O arquiteto Oscar Niemeyer afirmou durante entrevista que tombar uma cidade é ignorância, pois "sempre aparecem modificações" nas áreas urbanas. Niemeyer disse ainda, durante entrevista ao jornal Folha de S. Paulo, que é uma besteira pensar em tombar Brasília.
O arquiteto, que falou sobre a polêmica em torno da criação de uma praça no canteiro central da Esplanada dos Ministérios, disse que "se Juscelino (Kubitschek) estivesse vivo, ele ia ficar do meu lado". Segundo Niemeyer, o ex-presidente responsável pela construção da cidade não permitiria que as cidades satélites se transformassem no que chamou de "grandes favelas".
"Os que moram em Brasília moram confortavelmente, em apartamentos bons, com bons serviços. Mas os que moram nas cidades-satélites estão completamente abandonados. É horrível, uma grande favela. É um contraste que nós, arquitetos que nos interessamos por problemas políticos, não podemos aceitar", disse ao defender intervenções na capital do País.
Segundo arquiteto, o projeto criado por ele na verdade pretende acabar com essa divisão entre Brasília e as cidades-satélites através de intervenções e construções de prédios modernos. Niemeyer afirmou, inclusive, que a construção da praça se torna secundária frente a esse problema. "O que nós queremos é tirar de Brasília a ideia de que é uma cidade dividida entre pobres e ricos", disse.

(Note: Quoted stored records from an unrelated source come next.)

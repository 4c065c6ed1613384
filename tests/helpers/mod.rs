#![allow(dead_code)]

use std::fs;
use std::path::{Path, PathBuf};

use tempfile::TempDir;

/// Wrapper text that marks one placed tooltip
pub const TOOLTIP_OPEN: &str = "<span class=\"perm-tooltip\" tabindex=\"0\">";

/// A temp directory holding one audit's inputs and outputs
pub struct AuditFixture {
    pub temp_dir: TempDir,
}

impl AuditFixture {
    pub fn new() -> Self {
        AuditFixture {
            temp_dir: tempfile::tempdir().unwrap(),
        }
    }

    pub fn path(&self) -> &Path {
        self.temp_dir.path()
    }

    pub fn write(&self, name: &str, content: &str) -> PathBuf {
        let path = self.path().join(name);
        fs::write(&path, content).unwrap();
        path
    }

    pub fn read(&self, name: &str) -> String {
        fs::read_to_string(self.path().join(name)).unwrap()
    }

    /// An empty config file, so a per-user config never leaks into a test
    pub fn write_default_config(&self) -> PathBuf {
        self.write("config.toml", "")
    }

    pub fn exists(&self, name: &str) -> bool {
        self.path().join(name).exists()
    }

    /// Three bindings, one per group: a VM, a cluster and a datacenter
    pub fn write_three_records(&self) -> PathBuf {
        self.write(
            "records.json",
            r#"[
  {"entity": "VM-Web01", "entityType": "VirtualMachine", "principal": "CORP\\web-admins", "role": "Administrator",
   "propagate": true, "createdDate": "2024-03-01T09:30:00Z"},
  {"entity": "Cluster-Prod", "entityType": "ClusterComputeResource", "principal": "CORP\\ops", "role": "Read-only"},
  {"entity": "DC-East", "entityType": "Datacenter", "principal": "CORP\\auditors", "role": "NoAccess", "inherited": true}
]"#,
        )
    }

    /// `count` bindings with distinct objects and principals, spread over three groups
    pub fn write_records(&self, count: usize) -> PathBuf {
        let kinds = [
            ("VM-App", "VirtualMachine", "Administrator"),
            ("Cluster-", "ClusterComputeResource", "Read-only"),
            ("DC-", "Datacenter", "NoAccess"),
        ];
        let records: Vec<serde_json::Value> = (0..count)
            .map(|i| {
                let (prefix, entity_type, role) = kinds[i % kinds.len()];
                serde_json::json!({
                    "entity": format!("{}{:03}", prefix, i),
                    "entityType": entity_type,
                    "principal": format!("CORP\\team-{:03}", i),
                    "role": role,
                    "propagate": i % 2 == 0,
                    "createdDate": "2024-03-01T09:30:00Z",
                })
            })
            .collect();
        self.write("records.json", &serde_json::to_string_pretty(&records).unwrap())
    }
}

pub fn count_tooltips(document: &str) -> usize {
    document.matches(TOOLTIP_OPEN).count()
}
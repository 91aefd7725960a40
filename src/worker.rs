//! Shared server state and the background payload watcher.
//!
//! The watcher polls the payload file and rebuilds the index when it changes. Builds
//! and queries run on the blocking pool so the async executor stays responsive.

use crate::config::Config;
use crate::corpus::parse_payload;
use crate::engine::{RebuildOutcome, SearchEngine};
use crate::error::{Result, SearchError};
use crate::fingerprint::{Fingerprint, payload_fingerprint};
use crate::search::{SearchHit, SearchOptions};
use anyhow::Context;
use std::path::{Path, PathBuf};
use std::sync::Arc;
use std::time::SystemTime;
use tokio::sync::RwLock;
use tokio::time::{Duration, interval};
use tokio_util::sync::CancellationToken;

/// State shared by tool handlers and the background worker.
pub struct ServerState {
    engine: Arc<SearchEngine>,
    config: Config,
    /// Payload file the index was (or will be) built from
    payload_path: RwLock<Option<PathBuf>>,
}

impl std::fmt::Debug for ServerState {
    fn fmt(&self, f: &mut std::fmt::Formatter<'_>) -> std::fmt::Result {
        f.debug_struct("ServerState")
            .field("engine", &self.engine)
            .field("payload", &self.config.payload)
            .finish()
    }
}

impl ServerState {
    /// Create state with an empty engine configured from `config`.
    pub fn new(config: Config) -> Self {
        let payload_path = config.payload_path();
        Self {
            engine: Arc::new(SearchEngine::from_config(&config)),
            config,
            payload_path: RwLock::new(payload_path),
        }
    }

    pub const fn engine(&self) -> &Arc<SearchEngine> {
        &self.engine
    }

    pub const fn config(&self) -> &Config {
        &self.config
    }

    /// Get the configured payload path.
    pub async fn payload_path(&self) -> Option<PathBuf> {
        self.payload_path.read().await.clone()
    }

    /// Read, parse and index a payload file, then remember it as the current payload.
    ///
    /// Any failure leaves the published index untouched.
    pub async fn reload_from_path(&self, path: &Path) -> Result<RebuildOutcome> {
        let content = tokio::fs::read_to_string(path)
            .await
            .with_context(|| format!("Failed to read payload {}", path.display()))?;
        self.reload_from_text(path, &content).await
    }

    /// Parse and index payload text already read from `path`.
    pub async fn reload_from_text(&self, path: &Path, content: &str) -> Result<RebuildOutcome> {
        let records = parse_payload(content)
            .with_context(|| format!("Failed to parse payload {}", path.display()))?;

        tracing::info!("Indexing {} records from {}", records.len(), path.display());

        let engine = Arc::clone(&self.engine);
        let outcome = tokio::task::spawn_blocking(move || engine.rebuild(records))
            .await
            .context("Index build task panicked")??;

        *self.payload_path.write().await = Some(path.to_path_buf());
        Ok(outcome)
    }

    /// Run a query on the blocking pool.
    ///
    /// If the returned future is dropped (the client went away), the query's
    /// cancellation token fires and evaluation stops at the next candidate.
    pub async fn search(&self, query: String, options: SearchOptions) -> Result<Arc<[SearchHit]>> {
        let engine = Arc::clone(&self.engine);
        let cancel = CancellationToken::new();
        let _cancel_on_drop = cancel.clone().drop_guard();

        let hits = tokio::task::spawn_blocking(move || engine.search(&query, &options, &cancel))
            .await
            .context("Search task panicked")??;
        Ok(hits)
    }
}

/// Background worker that rebuilds the index whenever the payload file changes.
pub struct ReloadWorker {
    state: Arc<ServerState>,
    period: Duration,
    last_modified: Option<SystemTime>,
    /// Digest of the payload bytes last handed to the engine
    last_payload: Option<Fingerprint>,
}

impl ReloadWorker {
    /// Create a new reload worker polling every `period`.
    pub const fn new(state: Arc<ServerState>, period: Duration) -> Self {
        Self {
            state,
            period,
            last_modified: None,
            last_payload: None,
        }
    }

    /// Run the polling loop forever.
    pub async fn run(mut self) {
        let mut ticker = interval(self.period);
        loop {
            ticker.tick().await;
            self.check_once().await;
        }
    }

    /// Perform one poll: rebuild if the payload's modification time changed.
    pub async fn check_once(&mut self) {
        let Some(path) = self.state.payload_path().await else {
            tracing::trace!("No payload configured");
            return;
        };

        let modified = match tokio::fs::metadata(&path).await.and_then(|m| m.modified()) {
            Ok(modified) => modified,
            Err(e) => {
                tracing::warn!("Cannot stat payload {}: {}", path.display(), e);
                return;
            }
        };

        if self.last_modified == Some(modified) {
            return;
        }

        let content = match tokio::fs::read_to_string(&path).await {
            Ok(content) => content,
            Err(e) => {
                tracing::warn!("Cannot read payload {}: {}", path.display(), e);
                return;
            }
        };

        let digest = payload_fingerprint(content.as_bytes());
        if self.last_payload == Some(digest) {
            tracing::debug!("Payload {} touched but byte-identical", path.display());
            self.last_modified = Some(modified);
            return;
        }

        match self.state.reload_from_text(&path, &content).await {
            Ok(RebuildOutcome::Published(snapshot)) => {
                tracing::info!(
                    "Background reload published index {} from {}",
                    snapshot.fingerprint(),
                    path.display()
                );
            }
            Ok(RebuildOutcome::Unchanged(_)) => {
                tracing::debug!("Payload {} touched but unchanged", path.display());
            }
            Err(e) if e.downcast_ref::<SearchError>() == Some(&SearchError::BuildInProgress) => {
                tracing::debug!("Build already running, retrying on next poll");
                return;
            }
            Err(e) => {
                tracing::warn!(
                    "Background reload of {} failed, previous index keeps serving: {:#}",
                    path.display(),
                    e
                );
            }
        }

        self.last_modified = Some(modified);
        self.last_payload = Some(digest);
    }
}

/// Spawn the reload worker if `reload_interval_secs` is non-zero.
///
/// Returns a handle to the spawned task.
pub fn spawn_reload_worker(state: Arc<ServerState>) -> Option<tokio::task::JoinHandle<()>> {
    let secs = state.config().reload_interval_secs;
    if secs == 0 {
        return None;
    }

    tracing::info!("Watching payload for changes every {}s", secs);
    let worker = ReloadWorker::new(state, Duration::from_secs(secs));
    Some(tokio::spawn(worker.run()))
}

"Uma cidade não pode ser tombada, porque sempre aparecem modificações. Se Paris fosse tombada, não existiria a Champs-Élysées nem o Arco do Triunfo. Se Barcelona fosse tombada, a cidade não teria se voltado naturalmente para o mar. Se Nova York fosse tombada, não existiriam os arranha-céus que ocuparam a cidade horizontal que antes existia. Uma cidade tombada é ignorância. As modificações são inevitáveis, e Brasília ainda vai passar por muitas delas", observou.
Quanto à construção da Praça da Soberania, o arquiteto afirmou que a obra é "indispensável. Toda a cidade tem uma praça mais importante, monumental". "Falta a Brasília uma praça importante, como em todas as cidades do mundo existe. Você vai a qualquer capital do mundo e vê isso, mas em Brasília não", disse. "Brasília está um pouco modesta diante desse país que cresce com tanto entusiasmo", complementou.
Quanto à possibilidade do projeto sair do papel, Niemeyer disse que o projeto "está bem estudado, com tudo resolvido. Agora não é comigo. Minha obrigação é defendê-lo. Se sair, melhor para mim. Se não, dá no mesmo".